Wednesday May 27, 2020


March 6, 2015

Released last weekend, the 104-minute documentary Under the Dome was watched by more than 200 million people within a week, triggered heated discussion on China’s air pollution, and raised questions about pollution’s relationship to poor governance. Earlier today, the celebrity journalist-made documentary that was initially backed by Beijing was erased from all Chinese websites.

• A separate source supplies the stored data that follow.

// SPDX-License-Identifier: MPL-2.0
// This Source Code Form is subject to the terms of the Mozilla Public
// License, v. 2.0. If a copy of the MPL was not distributed with this
// file, You can obtain one at https://mozilla.org/MPL/2.0/.

//! Serializable connection settings.
//!
//! [`MinerConfig`] is what an application stores (in a settings file, an
//! options form, ...) to recreate a [`Miner`](crate::Miner). Only `host` is
//! required; everything else falls back to the API defaults.

use std::time::Duration;

use serde::{Deserialize, Serialize};

use crate::Miner;
use crate::error::ValueError;
use crate::miner::{DEFAULT_WEB_PASSWORD, DEFAULT_WEB_USER, MinerBuilder};
use crate::protocol::Endpoint;

/// Connection settings for one miner.
///
/// # Examples
///
/// ```
/// use avalon_lib::config::MinerConfig;
///
/// let config: MinerConfig = serde_json::from_str(r#"{"host": "192.168.1.50", "retries": 0}"#).unwrap();
/// assert_eq!(config.port, 4028);
/// assert_eq!(config.retries, 0);
///
/// let miner = config.into_builder().build().unwrap();
/// assert_eq!(miner.protocol().endpoint().attempts(), 1);
/// ```
#[derive(Debug, Clone, PartialEq, Eq, Serialize, Deserialize)]
pub struct MinerConfig {
    /// Host name or IP address.
    pub host: String,
    /// CGMiner API port (default 4028).
    #[serde(default = "default_port")]
    pub port: u16,
    /// Per-attempt timeout in seconds (default 5).
    #[serde(default = "default_timeout_secs")]
    pub timeout_secs: u64,
    /// Extra attempts after a failure (default 2).
    #[serde(default = "default_retries")]
    pub retries: u32,
    /// Web interface user (default `admin`).
    #[serde(default = "default_web_user")]
    pub web_user: String,
    /// Web interface password (default `admin`).
    #[serde(default = "default_web_password")]
    pub web_password: String,
}

fn default_port() -> u16 {
    Endpoint::DEFAULT_PORT
}

fn default_timeout_secs() -> u64 {
    Endpoint::DEFAULT_TIMEOUT.as_secs()
}

fn default_retries() -> u32 {
    Endpoint::DEFAULT_RETRIES
}

fn default_web_user() -> String {
    DEFAULT_WEB_USER.to_string()
}

fn default_web_password() -> String {
    DEFAULT_WEB_PASSWORD.to_string()
}

impl MinerConfig {
    /// Creates a configuration for `host` with default values.
    #[must_use]
    pub fn new(host: impl Into<String>) -> Self {
        Self {
            host: host.into(),
            port: default_port(),
            timeout_secs: default_timeout_secs(),
            retries: default_retries(),
            web_user: default_web_user(),
            web_password: default_web_password(),
        }
    }

    /// Returns the per-attempt timeout.
    #[must_use]
    pub fn timeout(&self) -> Duration {
        Duration::from_secs(self.timeout_secs)
    }

    /// Checks the settings a miner cannot work without.
    ///
    /// # Errors
    ///
    /// Returns [`ValueError::EmptyField`] for an empty host or web password.
    pub fn validate(&self) -> Result<(), ValueError> {
        if self.host.trim().is_empty() {
            return Err(ValueError::EmptyField("host"));
        }
        if self.web_password.is_empty() {
            return Err(ValueError::EmptyField("web_password"));
        }
        Ok(())
    }

    /// Converts into a builder; call [`MinerBuilder::build`] to finish.
    #[must_use]
    pub fn into_builder(self) -> MinerBuilder {
        let timeout = self.timeout();
        Miner::tcp(self.host)
            .with_port(self.port)
            .with_timeout(timeout)
            .with_retries(self.retries)
            .with_web_credentials(self.web_user, self.web_password)
    }
}

#[cfg(test)]
mod tests {
    use super::*;

    #[test]
    fn only_host_is_required() {
        let config: MinerConfig = serde_json::from_str(r#"{"host": "10.0.0.9"}"#).unwrap();
        assert_eq!(config, MinerConfig::new("10.0.0.9"));
        assert_eq!(config.port, 4028);
        assert_eq!(config.timeout(), Duration::from_secs(5));
        assert_eq!(config.retries, 2);
        assert_eq!(config.web_user, "admin");
        assert_eq!(config.web_password, "admin");
    }

    #[test]
    fn missing_host_fails() {
        assert!(serde_json::from_str::<MinerConfig>(r#"{"port": 4028}"#).is_err());
    }

    #[test]
    fn validate_rejects_empty_fields() {
        assert_eq!(
            MinerConfig::new("").validate(),
            Err(ValueError::EmptyField("host"))
        );

        let mut config = MinerConfig::new("10.0.0.9");
        config.web_password.clear();
        assert_eq!(config.validate(), Err(ValueError::EmptyField("web_password")));

        assert_eq!(MinerConfig::new("10.0.0.9").validate(), Ok(()));
    }

    #[test]
    fn into_builder_carries_every_field() {
        let config = MinerConfig {
            host: "nano.local".to_string(),
            port: 4029,
            timeout_secs: 2,
            retries: 1,
            web_user: "root".to_string(),
            web_password: "pw".to_string(),
        };

        let miner = config.into_builder().build().unwrap();
        let endpoint = miner.protocol().endpoint();
        assert_eq!(endpoint.host(), "nano.local");
        assert_eq!(endpoint.port(), 4029);
        assert_eq!(endpoint.timeout(), Duration::from_secs(2));
        assert_eq!(endpoint.attempts(), 2);
        assert_eq!(miner.web_credentials().user(), "root");
    }

    #[test]
    fn serializes_every_field() {
        let json = serde_json::to_value(MinerConfig::new("h")).unwrap();
        assert_eq!(
            json,
            serde_json::json!({
                "host": "h",
                "port": 4028,
                "timeout_secs": 5,
                "retries": 2,
                "web_user": "admin",
                "web_password": "admin"
            })
        );
    }
}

The documentary, compared to Al Gore’s An Inconvenient Truth and Rachel Carson’s Silent Spring, was a sign of the government’s resolve to tackle pollution, including heavy industries among the worst polluters. Environmentalists, activists, and the general public were optimistic because the documentary was promoted by all Chinese official media Weibo accounts (a Chinese version of Twitter), echoed in China’s Premiere Li Keqiang’s opening remarks at the ongoing 12th National People’s Congress 3rd plenary and 12th Chinese People’s Political Consultative Conference 3rd plenary, and praised by the UK-educated newly appointed Environment Minister Chen Jining. Not unexpectedly, the documentary was pulled by the country’s censorship apparatus earlier today. The popularity of the documentary and its quick removal imply that factions and interest groups within Chinese leadership are fighting furiously on the air pollution issue now. Nonetheless, the start of discussion is a good sign.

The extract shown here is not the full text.